**Exercise instructions**
State how many lines in the listing below include the word "SecretString", and add nothing besides the number.

**Dataset records**
════════
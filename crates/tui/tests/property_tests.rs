//! Property-based tests for jobs list ordering, pagination, facets and query state.

use std::collections::BTreeSet;

use nomad_client::JobListStub;
use nomad_client::testing::JobFixture;
use nomad_tui::jobs::{FacetKind, JobListView, JobsQuery};
use proptest::prelude::*;

const DATACENTERS: [&str; 5] = ["dfw", "jfk", "lax", "ord", "pdx"];

fn jobs_with_indexes(indexes: &[u64]) -> Vec<JobListStub> {
    indexes
        .iter()
        .enumerate()
        .map(|(i, &index)| JobFixture::new(format!("job-{i}")).modify_index(index).build())
        .collect()
}

fn loaded_view(page_size: usize, jobs: Vec<JobListStub>, query: JobsQuery) -> JobListView {
    let mut view = JobListView::new(page_size, None);
    view.set_query(query);
    view.set_jobs(jobs);
    view
}

fn select(query: &mut JobsQuery, kind: FacetKind, keys: &[String]) {
    for key in keys {
        query.toggle(kind, key);
    }
}

fn all_rows(view: &mut JobListView) -> Vec<String> {
    let mut ids: Vec<String> = view.rows().into_iter().map(|row| row.id).collect();
    while view.next_page() {
        ids.extend(view.rows().into_iter().map(|row| row.id));
    }
    ids
}

proptest! {
    #[test]
    fn rows_are_sorted_by_modify_index_desc(
        indexes in proptest::collection::vec(0u64..10_000, 0..40),
    ) {
        let jobs = jobs_with_indexes(&indexes);
        let mut view = loaded_view(100, jobs.clone(), JobsQuery::default());
        let shown: Vec<u64> = all_rows(&mut view)
            .iter()
            .filter_map(|id| jobs.iter().find(|job| &job.id == id))
            .map(|job| job.modify_index)
            .collect();
        prop_assert!(shown.windows(2).all(|w| w[0] >= w[1]));
        prop_assert_eq!(shown.len(), jobs.len());
    }

    #[test]
    fn pages_partition_the_jobs(
        count in 0usize..60,
        page_size in 1usize..15,
    ) {
        let indexes: Vec<u64> = (0..count as u64).collect();
        let mut view = loaded_view(page_size, jobs_with_indexes(&indexes), JobsQuery::default());

        prop_assert_eq!(view.rows().len(), count.min(page_size));
        prop_assert_eq!(view.page_count(), count.div_ceil(page_size).max(1));

        let ids = all_rows(&mut view);
        let unique: BTreeSet<&String> = ids.iter().collect();
        prop_assert_eq!(ids.len(), count);
        prop_assert_eq!(unique.len(), count);
    }

    #[test]
    fn datacenter_selection_is_union_of_single_selections(
        assignments in proptest::collection::vec(
            proptest::sample::subsequence(DATACENTERS.to_vec(), 1..3),
            1..20,
        ),
        selected in proptest::sample::subsequence(DATACENTERS.to_vec(), 1..4),
    ) {
        let jobs: Vec<JobListStub> = assignments
            .iter()
            .enumerate()
            .map(|(i, dcs)| {
                JobFixture::new(format!("job-{i}"))
                    .modify_index(i as u64)
                    .datacenters(dcs.clone())
                    .build()
            })
            .collect();
        // Only keys that are offered survive a load.
        let offered: BTreeSet<&str> = assignments.iter().flatten().copied().collect();
        let selected: Vec<String> = selected
            .into_iter()
            .filter(|dc| offered.contains(dc))
            .map(String::from)
            .collect();

        let filtered = |keys: Vec<String>| {
            let mut query = JobsQuery::default();
            select(&mut query, FacetKind::Datacenter, &keys);
            let mut view = loaded_view(1000, jobs.clone(), query);
            all_rows(&mut view).into_iter().collect::<BTreeSet<String>>()
        };

        let combined = filtered(selected.clone());
        let union: BTreeSet<String> = if selected.is_empty() {
            jobs.iter().map(|job| job.id.clone()).collect()
        } else {
            selected
                .iter()
                .flat_map(|dc| filtered(vec![dc.clone()]))
                .collect()
        };
        prop_assert_eq!(combined, union);
    }

    #[test]
    fn query_survives_location_round_trip(
        namespace in proptest::option::of("[a-z0-9-]{1,10}"),
        search in "\\PC{0,20}",
        types in proptest::collection::vec("[a-z]{1,8}", 0..3),
        dcs in proptest::collection::vec("[a-z0-9 ]{1,6}", 0..3),
        prefixes in proptest::collection::vec("[a-z.&=\"-]{1,6}", 0..3),
        page in 1usize..50,
    ) {
        let mut query = JobsQuery::default();
        query.set_namespace(namespace);
        query.set_search(search);
        select(&mut query, FacetKind::Type, &types);
        select(&mut query, FacetKind::Datacenter, &dcs);
        select(&mut query, FacetKind::Prefix, &prefixes);
        query.set_page(page);

        let parsed = JobsQuery::parse(&query.to_query_string());
        prop_assert_eq!(parsed, query);
    }
}
//! Client builder for constructing [`NomadClient`] instances.
//!
//! This module is responsible for:
//! - Providing a fluent builder API for client configuration
//! - Normalizing the address (removing trailing slashes)
//! - Configuring the underlying HTTP client (timeouts, TLS verification)
//!
//! # Invariants
//! - `address` is required and must be provided before calling `build()`
//! - `skip_verify` only affects HTTPS connections; HTTP connections log a warning

use std::time::Duration;

use secrecy::SecretString;

use crate::client::NomadClient;
use crate::endpoints::RetryPolicy;
use crate::error::{ClientError, Result};
use nomad_config::{
    Config,
    constants::{DEFAULT_MAX_REDIRECTS, DEFAULT_TIMEOUT_SECS},
};

/// Builder for creating a new [`NomadClient`].
pub struct NomadClientBuilder {
    address: Option<String>,
    token: Option<SecretString>,
    skip_verify: bool,
    timeout: Duration,
    retry: RetryPolicy,
}

impl Default for NomadClientBuilder {
    fn default() -> Self {
        Self {
            address: None,
            token: None,
            skip_verify: false,
            timeout: Duration::from_secs(DEFAULT_TIMEOUT_SECS),
            retry: RetryPolicy::default(),
        }
    }
}

impl NomadClientBuilder {
    /// Create a new builder with default settings.
    pub fn new() -> Self {
        Self::default()
    }

    /// Set the agent address, e.g. `http://127.0.0.1:4646`.
    pub fn address(mut self, address: String) -> Self {
        self.address = Some(address);
        self
    }

    /// Set the ACL token.
    pub fn token(mut self, token: Option<SecretString>) -> Self {
        self.token = token;
        self
    }

    /// Set whether to skip TLS certificate verification.
    ///
    /// # Security Warning
    /// Only use this in development or testing environments.
    pub fn skip_verify(mut self, skip: bool) -> Self {
        self.skip_verify = skip;
        self
    }

    /// Set the request timeout. Default is 30 seconds.
    pub fn timeout(mut self, timeout: Duration) -> Self {
        self.timeout = timeout;
        self
    }

    /// Set the maximum number of retries for retryable responses.
    pub fn max_retries(mut self, retries: usize) -> Self {
        self.retry.max_retries = retries;
        self
    }

    /// Set the delay before the first retry.
    pub fn retry_base_delay(mut self, delay: Duration) -> Self {
        self.retry.base_delay = delay;
        self
    }

    /// Create a client builder from loaded configuration.
    pub fn from_config(mut self, config: &Config) -> Self {
        self.address = Some(config.connection.address.clone());
        self.token = config.auth.token.clone();
        self.skip_verify = config.connection.skip_verify;
        self.timeout = config.connection.timeout;
        self.retry = RetryPolicy {
            max_retries: config.connection.max_retries,
            base_delay: config.connection.retry_base_delay,
        };
        self
    }

    /// Build the [`NomadClient`] with the configured options.
    ///
    /// # Errors
    ///
    /// Returns [`ClientError::InvalidUrl`] if `address` was not provided.
    /// Returns `ClientError::HttpError` if the HTTP client fails to build.
    pub fn build(self) -> Result<NomadClient> {
        let address = self
            .address
            .ok_or_else(|| ClientError::InvalidUrl("address is required".to_string()))?;
        let address = address.trim_end_matches('/').to_string();

        let mut http_builder = reqwest::Client::builder()
            .timeout(self.timeout)
            .redirect(reqwest::redirect::Policy::limited(DEFAULT_MAX_REDIRECTS));

        if self.skip_verify {
            if address.starts_with("https://") {
                http_builder = http_builder.danger_accept_invalid_certs(true);
            } else {
                tracing::warn!(
                    "skip_verify=true has no effect on HTTP addresses. TLS verification only applies to HTTPS connections."
                );
            }
        }

        let http = http_builder.build()?;

        Ok(NomadClient {
            http,
            address,
            token: self.token,
            retry: self.retry,
        })
    }
}
//! Job API methods for [`NomadClient`].

use secrecy::ExposeSecret;

use crate::client::NomadClient;
use crate::endpoints;
use crate::error::Result;
use crate::models::JobListStub;

impl NomadClient {
    /// List job stubs, scoped to `namespace` when given.
    pub async fn list_jobs(&self, namespace: Option<&str>) -> Result<Vec<JobListStub>> {
        endpoints::list_jobs(
            &self.http,
            &self.address,
            self.token.as_ref().map(|t| t.expose_secret()),
            namespace,
            &self.retry,
        )
        .await
    }
}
════════
**Task answer**
3